Segment Start: MATERIAL TO PROCESS

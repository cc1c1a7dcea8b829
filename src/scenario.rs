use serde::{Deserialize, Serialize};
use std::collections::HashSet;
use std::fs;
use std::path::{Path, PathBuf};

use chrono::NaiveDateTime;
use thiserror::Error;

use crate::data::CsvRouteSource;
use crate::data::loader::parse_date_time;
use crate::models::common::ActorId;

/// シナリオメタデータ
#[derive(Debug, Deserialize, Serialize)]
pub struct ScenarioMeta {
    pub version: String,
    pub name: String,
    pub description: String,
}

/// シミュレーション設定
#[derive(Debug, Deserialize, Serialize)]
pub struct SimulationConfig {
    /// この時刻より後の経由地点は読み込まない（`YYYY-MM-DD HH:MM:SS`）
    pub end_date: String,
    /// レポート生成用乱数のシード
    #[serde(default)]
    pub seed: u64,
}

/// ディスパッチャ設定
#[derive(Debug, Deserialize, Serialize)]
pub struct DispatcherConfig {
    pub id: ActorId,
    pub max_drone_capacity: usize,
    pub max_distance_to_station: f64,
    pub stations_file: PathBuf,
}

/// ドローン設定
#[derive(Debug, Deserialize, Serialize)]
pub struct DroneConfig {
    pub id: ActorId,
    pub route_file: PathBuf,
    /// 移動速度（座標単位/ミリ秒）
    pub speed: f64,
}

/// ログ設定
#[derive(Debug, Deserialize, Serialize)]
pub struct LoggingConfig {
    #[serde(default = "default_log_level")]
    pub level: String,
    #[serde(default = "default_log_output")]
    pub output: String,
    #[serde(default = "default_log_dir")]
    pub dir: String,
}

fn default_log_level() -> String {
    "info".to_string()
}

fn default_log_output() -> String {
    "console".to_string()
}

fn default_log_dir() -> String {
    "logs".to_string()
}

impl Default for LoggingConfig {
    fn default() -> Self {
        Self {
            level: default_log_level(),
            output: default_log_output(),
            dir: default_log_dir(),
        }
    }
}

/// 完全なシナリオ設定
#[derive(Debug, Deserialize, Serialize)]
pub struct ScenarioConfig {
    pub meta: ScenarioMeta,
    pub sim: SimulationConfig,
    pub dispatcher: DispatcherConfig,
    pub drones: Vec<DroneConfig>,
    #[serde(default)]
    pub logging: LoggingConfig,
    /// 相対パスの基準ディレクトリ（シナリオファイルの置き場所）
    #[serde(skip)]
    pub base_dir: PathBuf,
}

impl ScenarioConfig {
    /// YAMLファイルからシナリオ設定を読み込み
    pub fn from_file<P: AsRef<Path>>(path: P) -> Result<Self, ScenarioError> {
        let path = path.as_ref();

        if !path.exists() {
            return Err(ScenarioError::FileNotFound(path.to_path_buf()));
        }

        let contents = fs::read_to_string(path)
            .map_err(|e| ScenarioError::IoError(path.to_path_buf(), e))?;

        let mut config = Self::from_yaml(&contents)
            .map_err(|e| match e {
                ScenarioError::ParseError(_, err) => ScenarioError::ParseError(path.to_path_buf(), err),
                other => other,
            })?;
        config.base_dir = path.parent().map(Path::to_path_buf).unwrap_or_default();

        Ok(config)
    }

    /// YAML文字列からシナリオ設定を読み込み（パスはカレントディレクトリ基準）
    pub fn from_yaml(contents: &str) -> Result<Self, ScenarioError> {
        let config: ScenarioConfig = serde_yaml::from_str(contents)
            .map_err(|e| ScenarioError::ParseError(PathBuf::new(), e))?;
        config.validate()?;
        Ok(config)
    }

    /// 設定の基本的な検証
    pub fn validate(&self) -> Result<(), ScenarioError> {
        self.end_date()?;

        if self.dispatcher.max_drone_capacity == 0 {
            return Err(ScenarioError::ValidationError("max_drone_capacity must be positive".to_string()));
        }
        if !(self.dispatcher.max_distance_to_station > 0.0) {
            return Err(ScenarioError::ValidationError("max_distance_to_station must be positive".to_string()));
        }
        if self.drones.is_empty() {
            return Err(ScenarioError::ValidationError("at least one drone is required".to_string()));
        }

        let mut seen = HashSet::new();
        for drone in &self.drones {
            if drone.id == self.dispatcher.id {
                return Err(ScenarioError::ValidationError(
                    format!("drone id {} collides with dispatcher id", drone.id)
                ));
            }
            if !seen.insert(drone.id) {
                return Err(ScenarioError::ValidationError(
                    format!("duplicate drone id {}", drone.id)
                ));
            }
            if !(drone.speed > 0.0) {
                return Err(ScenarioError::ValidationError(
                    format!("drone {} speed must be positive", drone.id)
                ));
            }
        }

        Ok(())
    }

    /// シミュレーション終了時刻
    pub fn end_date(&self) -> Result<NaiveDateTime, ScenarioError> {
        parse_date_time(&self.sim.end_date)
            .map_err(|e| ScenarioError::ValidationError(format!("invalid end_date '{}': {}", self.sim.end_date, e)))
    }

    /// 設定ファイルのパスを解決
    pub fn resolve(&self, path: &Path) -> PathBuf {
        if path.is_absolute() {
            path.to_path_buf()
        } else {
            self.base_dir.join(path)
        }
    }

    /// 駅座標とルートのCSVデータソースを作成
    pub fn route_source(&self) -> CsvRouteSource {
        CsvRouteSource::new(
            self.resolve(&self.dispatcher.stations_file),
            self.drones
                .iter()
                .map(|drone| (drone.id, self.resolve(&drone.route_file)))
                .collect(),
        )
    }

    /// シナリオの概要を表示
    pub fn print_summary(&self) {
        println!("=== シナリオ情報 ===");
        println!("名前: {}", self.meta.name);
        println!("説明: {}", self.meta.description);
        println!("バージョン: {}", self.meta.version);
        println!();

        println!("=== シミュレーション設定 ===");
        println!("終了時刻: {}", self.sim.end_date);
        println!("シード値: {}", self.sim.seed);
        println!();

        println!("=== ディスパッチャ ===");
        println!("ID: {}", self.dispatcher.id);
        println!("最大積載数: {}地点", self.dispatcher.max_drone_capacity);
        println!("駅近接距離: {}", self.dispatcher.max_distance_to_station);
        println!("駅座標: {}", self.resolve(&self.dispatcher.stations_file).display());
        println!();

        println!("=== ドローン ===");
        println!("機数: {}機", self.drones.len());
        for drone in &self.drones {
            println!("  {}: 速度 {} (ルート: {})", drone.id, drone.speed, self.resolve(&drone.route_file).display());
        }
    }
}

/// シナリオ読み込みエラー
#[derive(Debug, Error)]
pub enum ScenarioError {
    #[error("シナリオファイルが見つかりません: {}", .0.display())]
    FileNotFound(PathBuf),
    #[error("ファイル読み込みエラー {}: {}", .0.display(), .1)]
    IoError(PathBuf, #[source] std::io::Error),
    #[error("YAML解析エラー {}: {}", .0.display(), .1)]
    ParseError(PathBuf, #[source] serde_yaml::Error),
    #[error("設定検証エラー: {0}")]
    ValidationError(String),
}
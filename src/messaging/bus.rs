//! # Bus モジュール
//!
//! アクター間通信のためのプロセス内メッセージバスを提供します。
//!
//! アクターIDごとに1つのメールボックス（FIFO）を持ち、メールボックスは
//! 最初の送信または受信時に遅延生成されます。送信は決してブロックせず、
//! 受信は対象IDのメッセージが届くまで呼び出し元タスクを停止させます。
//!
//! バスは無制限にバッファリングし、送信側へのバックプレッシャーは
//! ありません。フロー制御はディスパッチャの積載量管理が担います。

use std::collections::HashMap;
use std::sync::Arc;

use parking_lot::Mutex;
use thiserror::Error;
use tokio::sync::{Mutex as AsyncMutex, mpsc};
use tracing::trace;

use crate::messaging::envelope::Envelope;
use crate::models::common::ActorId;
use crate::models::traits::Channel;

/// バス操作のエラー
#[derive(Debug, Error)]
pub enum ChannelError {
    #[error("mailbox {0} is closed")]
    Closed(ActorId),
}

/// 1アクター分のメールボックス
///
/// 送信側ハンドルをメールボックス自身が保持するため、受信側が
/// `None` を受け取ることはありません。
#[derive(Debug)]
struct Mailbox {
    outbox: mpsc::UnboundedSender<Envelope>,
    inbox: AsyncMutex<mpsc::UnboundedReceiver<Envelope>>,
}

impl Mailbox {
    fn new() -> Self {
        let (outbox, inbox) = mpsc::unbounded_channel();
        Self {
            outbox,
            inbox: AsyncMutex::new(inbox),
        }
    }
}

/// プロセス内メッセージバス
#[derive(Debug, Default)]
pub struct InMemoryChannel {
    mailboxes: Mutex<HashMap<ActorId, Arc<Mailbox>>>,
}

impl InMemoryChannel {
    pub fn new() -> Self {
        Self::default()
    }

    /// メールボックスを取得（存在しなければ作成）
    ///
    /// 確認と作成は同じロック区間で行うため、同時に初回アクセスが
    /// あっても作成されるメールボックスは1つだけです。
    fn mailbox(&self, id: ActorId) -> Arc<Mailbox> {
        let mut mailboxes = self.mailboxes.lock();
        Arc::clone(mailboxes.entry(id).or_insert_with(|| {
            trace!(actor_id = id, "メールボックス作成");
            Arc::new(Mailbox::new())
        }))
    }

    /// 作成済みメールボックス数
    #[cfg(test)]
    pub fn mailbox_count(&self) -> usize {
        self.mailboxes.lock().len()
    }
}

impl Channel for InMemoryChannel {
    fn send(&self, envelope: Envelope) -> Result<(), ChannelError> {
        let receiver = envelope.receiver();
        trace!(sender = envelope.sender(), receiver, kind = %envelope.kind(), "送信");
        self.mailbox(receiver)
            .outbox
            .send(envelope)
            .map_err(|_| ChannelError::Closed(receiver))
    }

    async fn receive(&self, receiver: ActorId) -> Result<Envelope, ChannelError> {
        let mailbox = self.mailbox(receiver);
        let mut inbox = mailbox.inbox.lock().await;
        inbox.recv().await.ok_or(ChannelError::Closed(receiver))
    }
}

Segment End: MATERIAL TO PROCESS

● **YOUR TASK**
Work through the data and count each line holding the string "seen". Give only that count.

● **ANSWER TO THIS PROBLEM**
2